Link to original article
Welcome to The Nonlinear Library, where we use Text-to-Speech software to convert the best writing from the Rationalist and EA communities into audio. This is: A Universal Emergent Decomposition of Retrieval Tasks in Language Models, published by Alexandre Variengien on December 19, 2023 on LessWrong.
This work was done as a Master's thesis project at Conjecture, independent from the primary agenda of the organization. Paper available here, thesis here.
Over the past months I (Alexandre) - with the help of Eric - have been working on a new approach to interpretability of language models (LMs). In the search for the units of interpretability, I decided to zoom out instead of zooming in. I focused on careful dataset design and causal intervention at a macro-level (i.e. scale of layers).

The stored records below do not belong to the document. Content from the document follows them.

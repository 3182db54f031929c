//! Monospaced content: file trees, command walkthroughs and code panels.

use vellum_core::{
    geometry::Bounds,
    primitive::{DrawPrimitive, TextBlock, TextRun},
    style::{HAlign, TextLayout, TextRole, VAlign},
    theme::palette,
};

use super::{EmitContext, Emitter, TextSpec, filled_oval, filled_rect, text};
use crate::compose::ComposeError;

/// Indentation added per tree level.
const TREE_INDENT: &str = "  ";

/// One line of a directory listing.
///
/// Blank lines keep their row in the layout but draw nothing.
#[derive(Debug, Clone, PartialEq)]
pub struct FileTreeLine {
    name: String,
    depth: usize,
    is_dir: bool,
}

impl FileTreeLine {
    pub fn file(name: &str, depth: usize) -> Self {
        Self {
            name: name.to_string(),
            depth,
            is_dir: false,
        }
    }

    pub fn dir(name: &str, depth: usize) -> Self {
        Self {
            is_dir: true,
            ..Self::file(name, depth)
        }
    }

    pub fn blank() -> Self {
        Self::file("", 0)
    }

    /// Returns the indented text of the line.
    pub fn display_text(&self) -> String {
        format!("{}{}", TREE_INDENT.repeat(self.depth), self.name)
    }
}

impl Emitter for FileTreeLine {
    fn emit(&self, frame: Bounds, ctx: &EmitContext<'_>) -> Result<Vec<DrawPrimitive>, ComposeError> {
        if self.name.is_empty() {
            return Ok(Vec::new());
        }

        let spec = if self.is_dir {
            TextSpec::new(TextRole::Code).color(palette::TEAL).bold(true)
        } else {
            TextSpec::new(TextRole::Code)
        };

        Ok(vec![text(
            frame,
            &self.display_text(),
            &spec,
            TextLayout::flush().with_valign(VAlign::Middle),
            ctx,
        )?])
    }
}

/// A numbered step with a title and a shell command.
#[derive(Debug, Clone, PartialEq)]
pub struct CommandStep {
    number: u32,
    title: String,
    command: String,
}

impl CommandStep {
    pub fn new(number: u32, title: &str, command: &str) -> Self {
        Self {
            number,
            title: title.to_string(),
            command: command.to_string(),
        }
    }
}

impl Emitter for CommandStep {
    fn emit(&self, frame: Bounds, ctx: &EmitContext<'_>) -> Result<Vec<DrawPrimitive>, ComposeError> {
        let bubble = frame.inset_rect(0.0, 0.05, 0.55, 0.55);
        let width = frame.width();

        Ok(vec![
            filled_oval(bubble, palette::TEAL, 0, ctx)?,
            text(
                bubble,
                &self.number.to_string(),
                &TextSpec::new(TextRole::SlideTitle).size(18.0),
                TextLayout::centered(),
                ctx,
            )?,
            text(
                frame.inset_rect(0.7, 0.0, 3.0, 0.35),
                &self.title,
                &TextSpec::new(TextRole::CardTitle).size(16.0),
                TextLayout::flush(),
                ctx,
            )?,
            filled_rect(
                frame.inset_rect(0.7, 0.38, width - 0.7, 0.52),
                palette::DARK_NAVY,
                0,
                ctx,
            )?,
            text(
                frame.inset_rect(0.9, 0.38, width - 1.1, 0.52),
                &self.command,
                &TextSpec::new(TextRole::Code).color(palette::MINT),
                TextLayout::new(HAlign::Left, VAlign::Middle).with_margin(0.0),
                ctx,
            )?,
        ])
    }
}

/// A styled run inside a [`CodePanel`].
#[derive(Debug, Clone, PartialEq)]
pub struct CodeSpan {
    text: String,
    spec: TextSpec,
    break_after: bool,
}

impl CodeSpan {
    /// Creates a white monospaced span.
    pub fn new(text: &str) -> Self {
        Self {
            text: text.to_string(),
            spec: TextSpec::new(TextRole::Code),
            break_after: false,
        }
    }

    pub fn color(mut self, name: &str) -> Self {
        self.spec = self.spec.color(name);
        self
    }

    pub fn size(mut self, size: f32) -> Self {
        self.spec = self.spec.size(size);
        self
    }

    pub fn bold(mut self) -> Self {
        self.spec = self.spec.bold(true);
        self
    }

    pub fn face(mut self, face: &'static str) -> Self {
        self.spec = self.spec.face(face);
        self
    }

    /// Ends the line after this span.
    pub fn line_break(mut self) -> Self {
        self.break_after = true;
        self
    }
}

/// A dark panel holding monospaced runs.
#[derive(Debug, Clone, PartialEq)]
pub struct CodePanel {
    spans: Vec<CodeSpan>,
    valign: VAlign,
}

impl CodePanel {
    pub fn new(spans: Vec<CodeSpan>) -> Self {
        Self {
            spans,
            valign: VAlign::Middle,
        }
    }

    pub fn with_valign(mut self, valign: VAlign) -> Self {
        self.valign = valign;
        self
    }
}

impl Emitter for CodePanel {
    fn emit(&self, frame: Bounds, ctx: &EmitContext<'_>) -> Result<Vec<DrawPrimitive>, ComposeError> {
        let mut primitives = vec![filled_rect(frame, palette::DARK_NAVY, 0, ctx)?];
        if self.spans.is_empty() {
            return Ok(primitives);
        }

        let mut block = TextBlock::new(
            frame.inset_rect(0.2, 0.1, frame.width() - 0.4, frame.height() - 0.2),
            TextLayout::new(HAlign::Left, self.valign).with_margin(0.0),
        );
        for span in &self.spans {
            let mut run = TextRun::new(span.text.as_str(), span.spec.resolve(ctx)?);
            if span.break_after {
                run = run.with_break();
            }
            block.push_run(run);
        }
        primitives.push(DrawPrimitive::TextBlock(block));

        Ok(primitives)
    }
}
//! Color handling for Vellum slides
//!
//! This module provides the [`Color`] type which wraps the `DynamicColor` type
//! from the color crate, providing convenience methods for working with colors
//! in theme palettes and rendered primitives.

use std::{
    fmt,
    hash::{Hash, Hasher},
    str::FromStr,
};

use color::{DynamicColor, Srgb};

/// Wrapper around the `DynamicColor` type from the color crate.
///
/// Colors are `Copy`, so handing one to a primitive never shares state with
/// the theme it was resolved from.
#[derive(Clone, Copy, PartialEq, Debug)]
pub struct Color {
    color: DynamicColor,
}

impl Eq for Color {}

impl Hash for Color {
    fn hash<H: Hasher>(&self, state: &mut H) {
        self.to_hex().hash(state);
    }
}

impl Color {
    /// Create a new `Color` from a string.
    ///
    /// This will parse CSS color strings such as "#0F1B2D", "rgb(15, 27, 45)", "black", etc.
    ///
    /// # Examples
    ///
    /// ```
    /// use vellum_core::color::Color;
    ///
    /// let navy = Color::new("#1B2A4A").unwrap();
    /// let white = Color::new("white").unwrap();
    /// assert!(Color::new("not-a-color").is_err());
    /// ```
    pub fn new(color_str: &str) -> Result<Self, String> {
        match DynamicColor::from_str(color_str) {
            Ok(color) => Ok(Self { color }),
            Err(err) => Err(format!("invalid color `{color_str}`: {err}")),
        }
    }

    /// Creates a new color with the specified alpha (opacity) value.
    ///
    /// # Arguments
    ///
    /// * `alpha` - The alpha value to set, between 0.0 (fully transparent)
    ///   and 1.0 (fully opaque)
    ///
    /// # Examples
    ///
    /// ```
    /// use vellum_core::color::Color;
    ///
    /// let teal = Color::new("#00B4D8").unwrap();
    /// let faded = teal.with_alpha(0.5);
    /// assert_eq!(faded.alpha(), 0.5);
    /// ```
    pub fn with_alpha(self, alpha: f32) -> Self {
        Color {
            color: self.color.with_alpha(alpha),
        }
    }

    /// Returns the alpha (opacity) component of this color, between 0.0 and 1.0.
    pub fn alpha(&self) -> f32 {
        self.color.components[3]
    }

    /// Returns the opaque sRGB value of this color as an uppercase `#RRGGBB` string.
    ///
    /// Alpha is dropped; writers carry opacity separately.
    ///
    /// # Examples
    ///
    /// ```
    /// use vellum_core::color::Color;
    ///
    /// let color = Color::new("#00e5a0").unwrap();
    /// assert_eq!(color.to_hex(), "#00E5A0");
    /// ```
    pub fn to_hex(self) -> String {
        let rgba = self.color.to_alpha_color::<Srgb>().to_rgba8();
        format!("#{:02X}{:02X}{:02X}", rgba.r, rgba.g, rgba.b)
    }
}

impl Default for Color {
    fn default() -> Self {
        Self::new("black").expect("'black' is a valid CSS color")
    }
}

impl fmt::Display for Color {
    fn fmt(&self, f: &mut fmt::Formatter<'_>) -> fmt::Result {
        write!(f, "{}", self.color)
    }
}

My goal has been to find out if there are such things as "organs"[1] in LMs. In other words, are there macroscopic universal motifs, coarse-grained internal structures corresponding to a function that would generalize across models and domains?
I think I found an example of universal macroscopic motifs!
Our paper suggests that the information flow inside Transformers can be decomposed cleanly at a macroscopic level. This gives hope that we could design safety applications to know what models are thinking or intervene on their mechanisms without the need to fully understand their internal computations.
In this post, we give an overview of the results and compare them with two recent works that also study high-level information flow in LMs. We discuss the respective setups, key differences, and the general picture they paint when taken together.
Executive summary of the paper
Methods
We introduce ORION, a collection of carefully crafted retrieval tasks that offer token-level control and include 6 domains. Prompts in ORION are composed of a request (e.g. a question) asking to retrieve an entity (e.g. a character) from a context (e.g. a story).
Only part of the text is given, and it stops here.